Trans woman placed in men’s asylum centre found dead in Ireland

Trans pride flags flutter in the wind at a gathering to celebrate International Transgender Day of Visibility, March 31, 2017 at the Edward R. Roybal Federal Building in Los Angeles, California. International Transgender Day of Visibility is dedicated to celebrating transgender people and raising awareness of discrimination faced by transgender people worldwide. / AFP PHOTO / Robyn Beck (Photo credit should read ROBYN BECK/AFP/Getty Images)

A trans woman was found dead in a centre for male asylum seekers in Galway, Ireland, on Thursday.

The Movement of Asylum Seekers in Ireland (MASI), a nonprofit group advocating for migrants in the country, announced the news on their Facebook page on Friday.

Little is known about the woman herself, as her name and nationality have not yet been released.

According to MASI, the woman was in her 40s and stayed at the Great Western House, one of the nine direct provision centres located in Galway. It’s not clear why the woman was housed in the men’s wing of the facility.

“The whole LGBT+ family in direct provision is saddened with this untimely loss,” the association wrote on Facebook.

Dublin held its first ever Trans Pride on July 28. (Twitter/@ElizaaDoesalot)Some people took to Twitter to express their solidarity with the woman, her close ones and the LGBT community.

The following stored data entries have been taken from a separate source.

//! Domain logic for notyetdude: the idea lifecycle, form validation, identity
//! values, and the pure helpers behind the board and action-link views.
//!
//! Nothing in this crate performs I/O.

pub mod action_link;
pub mod board;
pub mod dates;
pub mod error;
pub mod identity;
pub mod lifecycle;
pub mod types;
pub mod validation;
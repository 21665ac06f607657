//! Visitor model. One row per normalized e-mail address.

use serde::Serialize;
use sqlx::FromRow;
use notyetdude_core::types::{DbId, Timestamp};

/// A row from the `users` table.
#[derive(Debug, Clone, Serialize, FromRow)]
pub struct User {
    pub id: DbId,
    pub email: String,
    pub created_at: Timestamp,
}
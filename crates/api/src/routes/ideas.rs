//! Route definitions for ideas.
//!
//! Mounted at `/ideas` by `api_routes()`.

use axum::routing::{get, post};
use axum::Router;

use crate::handlers::ideas;
use crate::state::AppState;

/// ```text
/// GET    /                          -> list_ideas (?email, status)
/// POST   /                          -> create_idea
/// GET    /{id}                      -> get_idea
/// POST   /{id}/actions/{action}     -> apply_action
/// ```
pub fn router() -> Router<AppState> {
    Router::new()
        .route("/", get(ideas::list_ideas).post(ideas::create_idea))
        .route("/{id}", get(ideas::get_idea))
        .route("/{id}/actions/{action}", post(ideas::apply_action))
}
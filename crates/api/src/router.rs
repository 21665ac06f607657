//! Shared application router builder.
//!
//! Provides [`build_app_router`] so both the production binary (`main.rs`)
//! and integration tests (`tests/common/mod.rs`) use the exact same
//! middleware stack.

use std::time::Duration;

use axum::http::header::CONTENT_TYPE;
use axum::http::{HeaderName, Method, StatusCode};
use axum::Router;
use tower_http::catch_panic::CatchPanicLayer;
use tower_http::cors::CorsLayer;
use tower_http::request_id::{MakeRequestUuid, PropagateRequestIdLayer, SetRequestIdLayer};
use tower_http::timeout::TimeoutLayer;
use tower_http::trace::{DefaultMakeSpan, DefaultOnResponse, TraceLayer};
use tracing::Level;

use crate::config::ServerConfig;
use crate::routes;
use crate::state::AppState;

/// Build the full application [`Router`] with all middleware layers.
///
/// The middleware stack is applied bottom-up:
///
/// 1. CORS
/// 2. Set request ID on incoming requests
/// 3. Structured request/response tracing
/// 4. Propagate request ID to response
/// 5. Request timeout
/// 6. Panic recovery (catch panics, return 500)
pub fn build_app_router(state: AppState, config: &ServerConfig) -> Router {
    let cors = build_cors_layer(config);
    let request_id_header = HeaderName::from_static("x-request-id");

    Router::new()
        // Health check at root level (not under /api/v1).
        .merge(routes::health::router())
        // API v1 routes.
        .nest("/api/v1", routes::api_routes())
        // -- Middleware stack (applied bottom-up) --
        .layer(CatchPanicLayer::new())
        .layer(TimeoutLayer::with_status_code(
            StatusCode::REQUEST_TIMEOUT,
            Duration::from_secs(config.request_timeout_secs),
        ))
        .layer(PropagateRequestIdLayer::new(request_id_header.clone()))
        .layer(
            TraceLayer::new_for_http()
                .make_span_with(DefaultMakeSpan::new().level(Level::INFO))
                .on_response(DefaultOnResponse::new().level(Level::INFO)),
        )
        .layer(SetRequestIdLayer::new(request_id_header, MakeRequestUuid))
        .layer(cors)
        .with_state(state)
}

/// Build the CORS middleware layer from server configuration.
///
/// Credentials are allowed so the browser client can send the session
/// cookie. Panics at startup if any configured origin is invalid.
pub fn build_cors_layer(config: &ServerConfig) -> CorsLayer {
    let origins: Vec<_> = config
        .cors_origins
        .iter()
        .map(|o| {
            o.parse()
                .unwrap_or_else(|e| panic!("Invalid CORS origin '{o}': {e}"))
        })
        .collect();

    CorsLayer::new()
        .allow_origin(origins)
        .allow_methods([Method::GET, Method::POST, Method::PUT, Method::DELETE])
        .allow_headers([CONTENT_TYPE])
        .allow_credentials(true)
        .max_age(Duration::from_secs(3600))
}
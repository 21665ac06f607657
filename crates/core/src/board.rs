//! Board view helpers: per-status counts and the status filter tabs.

use std::fmt;
use std::str::FromStr;

use serde::{Deserialize, Serialize};
use ts_rs::TS;

use crate::lifecycle::{IdeaStatus, UnknownStatus};

/// Which ideas the board shows. Defaults to all of them.
#[derive(Debug, Clone, Copy, PartialEq, Eq, Default, Serialize, Deserialize)]
#[serde(try_from = "String", into = "String")]
pub enum StatusFilter {
    #[default]
    All,
    Only(IdeaStatus),
}

impl StatusFilter {
    pub fn matches(self, status: IdeaStatus) -> bool {
        match self {
            StatusFilter::All => true,
            StatusFilter::Only(wanted) => wanted == status,
        }
    }

    /// Tab label shown above the board.
    pub fn label(self) -> &'static str {
        match self {
            StatusFilter::All => "All",
            StatusFilter::Only(IdeaStatus::Killed) => "Graveyard",
            StatusFilter::Only(status) => status.label(),
        }
    }

    /// Keep only the items whose status matches, preserving order.
    pub fn apply<T>(self, items: Vec<T>, status_of: impl Fn(&T) -> IdeaStatus) -> Vec<T> {
        match self {
            StatusFilter::All => items,
            StatusFilter::Only(_) => items
                .into_iter()
                .filter(|item| self.matches(status_of(item)))
                .collect(),
        }
    }
}

impl fmt::Display for StatusFilter {
    fn fmt(&self, f: &mut fmt::Formatter<'_>) -> fmt::Result {
        match self {
            StatusFilter::All => f.write_str("all"),
            StatusFilter::Only(status) => f.write_str(status.as_str()),
        }
    }
}

impl FromStr for StatusFilter {
    type Err = UnknownStatus;

    fn from_str(s: &str) -> Result<Self, Self::Err> {
        match s {
            "all" | "" => Ok(StatusFilter::All),
            other => other.parse().map(StatusFilter::Only),
        }
    }
}

impl TryFrom<String> for StatusFilter {
    type Error = UnknownStatus;

    fn try_from(value: String) -> Result<Self, Self::Error> {
        value.parse()
    }
}

impl From<StatusFilter> for String {
    fn from(value: StatusFilter) -> Self {
        value.to_string()
    }
}

/// Number of ideas per status, plus the total.
#[derive(Debug, Clone, Copy, Default, PartialEq, Eq, Serialize, TS)]
#[ts(export)]
pub struct IdeaCounts {
    pub all: usize,
    pub parked: usize,
    pub building: usize,
    pub snoozed: usize,
    pub killed: usize,
}

impl IdeaCounts {
    pub fn from_statuses(statuses: impl IntoIterator<Item = IdeaStatus>) -> Self {
        let mut counts = Self::default();
        for status in statuses {
            counts.all += 1;
            match status {
                IdeaStatus::Parked => counts.parked += 1,
                IdeaStatus::Building => counts.building += 1,
                IdeaStatus::Snoozed => counts.snoozed += 1,
                IdeaStatus::Killed => counts.killed += 1,
            }
        }
        counts
    }
}
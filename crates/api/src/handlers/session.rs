//! Handlers for the remembered visitor e-mail.

use axum::http::StatusCode;
use axum::response::IntoResponse;
use axum::Json;
use axum_extra::extract::cookie::CookieJar;
use serde::{Deserialize, Serialize};

use notyetdude_core::identity::NormalizedEmail;

use crate::error::AppResult;
use crate::middleware::identity::{forget, remember, StoredIdentity};
use crate::response::DataResponse;

#[derive(Debug, Serialize)]
pub struct SessionView {
    pub email: Option<NormalizedEmail>,
}

#[derive(Debug, Deserialize)]
pub struct SetSessionRequest {
    pub email: String,
}

/// GET /session
pub async fn get_session(StoredIdentity(stored): StoredIdentity) -> impl IntoResponse {
    Json(DataResponse {
        data: SessionView {
            email: stored.map(|identity| identity.email),
        },
    })
}

/// PUT /session
///
/// Remember `email` for later visits.
pub async fn set_session(
    jar: CookieJar,
    Json(input): Json<SetSessionRequest>,
) -> AppResult<impl IntoResponse> {
    let email = NormalizedEmail::parse(&input.email)?;
    tracing::debug!(email = %email, "Session identity stored");

    let jar = remember(jar, &email);
    Ok((
        jar,
        Json(DataResponse {
            data: SessionView { email: Some(email) },
        }),
    ))
}

/// DELETE /session
pub async fn clear_session(jar: CookieJar) -> impl IntoResponse {
    (StatusCode::NO_CONTENT, forget(jar))
}
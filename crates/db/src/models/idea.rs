//! Idea model.

use notyetdude_core::identity::NormalizedEmail;
use notyetdude_core::lifecycle::{IdeaStatus, LifecycleState};
use notyetdude_core::types::{DbId, Timestamp};
use serde::Serialize;
use sqlx::FromRow;
use ts_rs::TS;

/// A row from the `ideas` table.
#[derive(Debug, Clone, Serialize, FromRow, TS)]
#[ts(export)]
pub struct Idea {
    pub id: DbId,
    pub user_id: DbId,
    pub title: String,
    pub description: Option<String>,
    pub email: String,
    #[sqlx(try_from = "String")]
    pub status: IdeaStatus,
    pub parked_at: Timestamp,
    pub remind_at: Timestamp,
    pub resolved_at: Option<Timestamp>,
    pub snooze_count: i32,
    pub created_at: Timestamp,
    pub updated_at: Timestamp,
}

impl Idea {
    /// The lifecycle fields the transition engine reads.
    pub fn lifecycle(&self) -> LifecycleState {
        LifecycleState {
            status: self.status,
            remind_at: self.remind_at,
            resolved_at: self.resolved_at,
            snooze_count: self.snooze_count,
        }
    }
}

/// DTO for inserting a freshly parked idea.
#[derive(Debug, Clone)]
pub struct NewIdea {
    pub user_id: DbId,
    pub title: String,
    pub description: Option<String>,
    pub email: NormalizedEmail,
    /// Creation time; also the initial `parked_at` and `updated_at`.
    pub parked_at: Timestamp,
    pub lifecycle: LifecycleState,
}
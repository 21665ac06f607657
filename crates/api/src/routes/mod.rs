pub mod action_links;
pub mod health;
pub mod ideas;
pub mod session;

use axum::Router;

use crate::state::AppState;

/// Build the `/api/v1` route tree.
///
/// Route hierarchy:
///
/// ```text
/// /ideas                                  park (POST), board (GET ?email=&status=)
/// /ideas/{id}                             single idea card
/// /ideas/{id}/actions/{action}            build | snooze | kill | park (POST)
///
/// /action-links/{id}/{action}             one-click e-mail link (GET)
///
/// /session                                stored e-mail: get, set (PUT), forget (DELETE)
/// ```
pub fn api_routes() -> Router<AppState> {
    Router::new()
        .nest("/ideas", ideas::router())
        .nest("/action-links", action_links::router())
        .nest("/session", session::router())
}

Some also called for the end of the direct provision system, through which asylum seekers are housed.

“The death of a queer woman in the Galway Direct Provision Centre is not the exception but the norm. The system is isolating and inhumane with countless evidence of mental and physical struggles,” one wrote.


“Just last week at @DubTrans we heard a man from masi talk about the dangers faced by lgbtq+ people in direct provision. today, we hear that a trans woman held in the men’s wing in a Galway dp centre has died. we may not know her name but we will remember her. #EndDirectProvision,” wrote another.

Queer Action Aid, an LGBT+ association, tweeted that the news was “deeply upsetting and disturbing,” and that “Direct Provision is a source of shame for this country and it needs to be ended NOW.”

Direct provision centres are subject to contention in Ireland, where they were introduced in 1999.

Such centres provide emergency accommodation and food for asylum seekers awaiting to be granted international protection in Ireland.

According to the Irish Times, 5,096 people lived in 34 centres in 17 different counties in 2017. This included 801 families and 1,420 children. On average, asylum seekers spent 28 months in provision centres in 2017, but as many as 432 people have been in the system for the last five years.

In 2017, the Reception and Integration Agency (RIA)  found that 40 people died in direct provision centres across the country between 2007 and 2017, “including three stillborn babies and one ‘neonatal death.’” Most of the deaths remain unexplained.

The death of a trans woman in the men’s wing highlights the challenges LGBT asylum seekers face in the direct provision system.